Surnommé "le roi des chefs et le chef des rois", Antonin Carême est le héros d'une nouvelle série sur Apple TV+. Mais qui était vraiment cette figure emblématique de la gastronomie française ? Portrait d'un visionnaire.
Antonin Carême, une figure emblématique de la gastronomie, fut l'un des premiers à élever la pâtisserie au rang d'art. La série Carême, réalisée par Martin Bourboulon et disponible sur Apple TV+, retrace son parcours inspirant. Depuis la pauvreté jusqu'aux cuisines des palais, Carême a su s’imposer comme un génie créatif. Dans les 8 épisodes, appelés à captiver les spectateurs, on découvre son chemin tumultueux, ses débuts en tant que pâtissier et son rôle d'espion pour Charles-Maurice de Talleyrand, où la cuisine devient une arme dans un monde de pouvoir et de séduction.
Une enfance misérable
Né en 1789 à Paris, dans un milieu défavorisé, Antonin Carême voit sa vie basculer à 11 ans lorsque son père l'abandonne pour lui offrir une chance.

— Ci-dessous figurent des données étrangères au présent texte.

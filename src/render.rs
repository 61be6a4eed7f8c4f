use skyisle_core::Result;
use skyisle_scene::{CameraRig, Scene};

/// Consumer of the finished frame.
///
/// Called once per frame after motion and world matrices are up to date.
/// Implementations only read the scene.
pub trait RenderStep {
    fn render(&mut self, scene: &Scene, camera: &CameraRig) -> Result<()>;
}

/// Render step that draws nothing.
#[derive(Debug, Default, Clone, Copy)]
pub struct NullRenderer;

impl RenderStep for NullRenderer {
    fn render(&mut self, _scene: &Scene, _camera: &CameraRig) -> Result<()> {
        Ok(())
    }
}
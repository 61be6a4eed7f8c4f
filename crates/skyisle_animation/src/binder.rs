use skyisle_core::NodeHandle;

use crate::binding::{AnimationTarget, PropertyBinding};
use crate::clip::AnimationClip;

pub struct Binder;

impl Binder {
    /// Resolves each track of `clip` to a node under `root` by name.
    ///
    /// Tracks whose node cannot be found are skipped; the clip still plays for
    /// the rest.
    pub fn bind<T>(target: &T, root: NodeHandle, clip: &AnimationClip) -> Vec<PropertyBinding>
    where
        T: AnimationTarget + ?Sized,
    {
        let mut bindings = Vec::with_capacity(clip.tracks.len());

        for (track_index, track) in clip.tracks.iter().enumerate() {
            match target.find_node_by_name(root, &track.meta.node_name) {
                Some(node) => bindings.push(PropertyBinding {
                    track_index,
                    node,
                    target: track.meta.target,
                }),
                None => log::warn!(
                    "Clip '{}': no node named '{}', track {} left unbound",
                    clip.name,
                    track.meta.node_name,
                    track_index
                ),
            }
        }

        bindings
    }
}
//! # Skyisle
//!
//! A floating island with a falcon circling it: two glTF models loaded in the
//! background, placed under one group node and animated every frame by
//! closed-form motion curves.
//!
//! ## Frame flow
//!
//! ```text
//! FrameClock::tick ─▶ World::pump_loads ─▶ AnimationUpdate ─▶ world matrices ─▶ RenderStep
//! ```
//!
//! Loads run on a background runtime and are applied only at the start of a
//! frame, so the [`SceneRegistry`] is never written while the update reads it.
//!
//! ## Quick start
//!
//! ```rust,ignore
//! use skyisle::{NullRenderer, SceneConfig, World};
//!
//! let mut world = World::new(SceneConfig::default())?;
//! world.request_assets();
//! let mut renderer = NullRenderer;
//! loop {
//!     world.frame(&mut renderer)?;
//! }
//! ```

pub mod config;
pub mod motion;
pub mod registry;
pub mod render;
pub mod update;
pub mod world;

pub use config::{BirdConfig, CameraConfig, IslandConfig, MaterialOverride, SceneConfig};
pub use motion::{BirdFlight, FlightPose, IslandMotion, angle_difference, wrap_angle};
pub use registry::{Entity, EntityName, SceneRegistry, Slot};
pub use render::{NullRenderer, RenderStep};
pub use update::{AnimationUpdate, UpdateStats};
pub use world::{GROUP_NODE_NAME, LoadProgress, World};

pub use skyisle_animation as animation;
pub use skyisle_assets as assets;
pub use skyisle_scene as scene;

pub use skyisle_core::{AssetError, Error, FrameClock, FrameTime, NodeHandle, Result};

pub mod prelude {
    pub use crate::{
        AnimationUpdate, EntityName, FrameClock, FrameTime, NullRenderer, RenderStep, SceneConfig,
        SceneRegistry, World,
    };
    pub use skyisle_scene::{CameraRig, Scene, ShadowFlags};
}
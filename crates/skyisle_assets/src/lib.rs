//! Asset loading
//!
//! - [`AssetServer`]: background loads delivered as [`LoadEvent`]s
//! - [`AssetReader`] / [`FileAssetReader`]: chunked byte reads with progress
//! - [`GltfLoader`]: glTF 2.0 decoding into a [`Prefab`]
//! - [`Prefab`]: scene-independent model data, instantiated on the frame thread

pub mod io;
pub mod loaders;
pub mod prefab;
pub mod server;

pub use io::{AssetReader, FileAssetReader};
pub use loaders::GltfLoader;
pub use prefab::{Prefab, PrefabNode};
pub use server::{AssetServer, LoadEvent, LoadId};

Sur la rue, il finit par se retrouver dans un cabaret comme marmiton. Dans ses Souvenirs Inédits, il évoque cette enfance difficile, tout en remerciant la destinée qui lui sourit. Toutefois, une historienne, Marie-Pierre Rey, avance que son père l’a en fait placé en apprentissage, témoignant de l'ambition qui jette les bases de son futur succès. Au sein de cet environnement modeste, il développe ses compétences, se forme et accède à la renommée.
L’architecture pour inspiration
Plus tard, chez Ducrest puis Bailly, il s'inspire de l'architecture pour réaliser des œuvres artistiques en pâtisserie. Ses créations sculpturales émergent grâce à l'accès à la bibliothèque nationale de France, où il admire les maîtres. En 1800, il devient « premier tourier » à l'hôtel de Galliffet, travaillant sous la direction du célèbre Jean Avice. Dans l'opulence des cuisines, Carême tombe amoureux du monde culinaire, naviguant entre la magnificence des mets et le tumulte des cuisines.
Les cuisines des palais
Entre 1803 et 1814, son ascension le mène à préparer des repas extravagants pour la haute société, créant ainsi des pièces montées inspirées de l'Antiquité. Antonin rédige alors des notes et publie plusieurs œuvres essentielles à la gastronomie française, proposant une approche codifiée et artistique de la cuisine. Ses livres, tels que Le Pâtissier royal parisien, influencent des générations de chefs et établissent un modèle culinaire digne de ce nom. Sa cuisine, à la fois esthétique et savoureuse, tire des leçons aussi bien de la nature que des arts.
Promoteur de l'art culinaire, Carême parcourt l'Europe, travaillant pour des figures royales, dont le prince de Galles et l'empereur François Ier. Pourtant, il trouve véritable paix et reconnaissance chez le baron Rothschild, où il est traité avec respect, devenant enfin le premier à être appelé « chef ». Sa mort en 1833, due aux fumées toxiques, ne diminue en rien son impact sur la cuisine moderne. Aujourd'hui, l'héritage d'Antonin Carême perdure dans chaque bouchée de pâtisserie, de la pâte feuilletée à la charlotte, témoignant de son génie intemporel.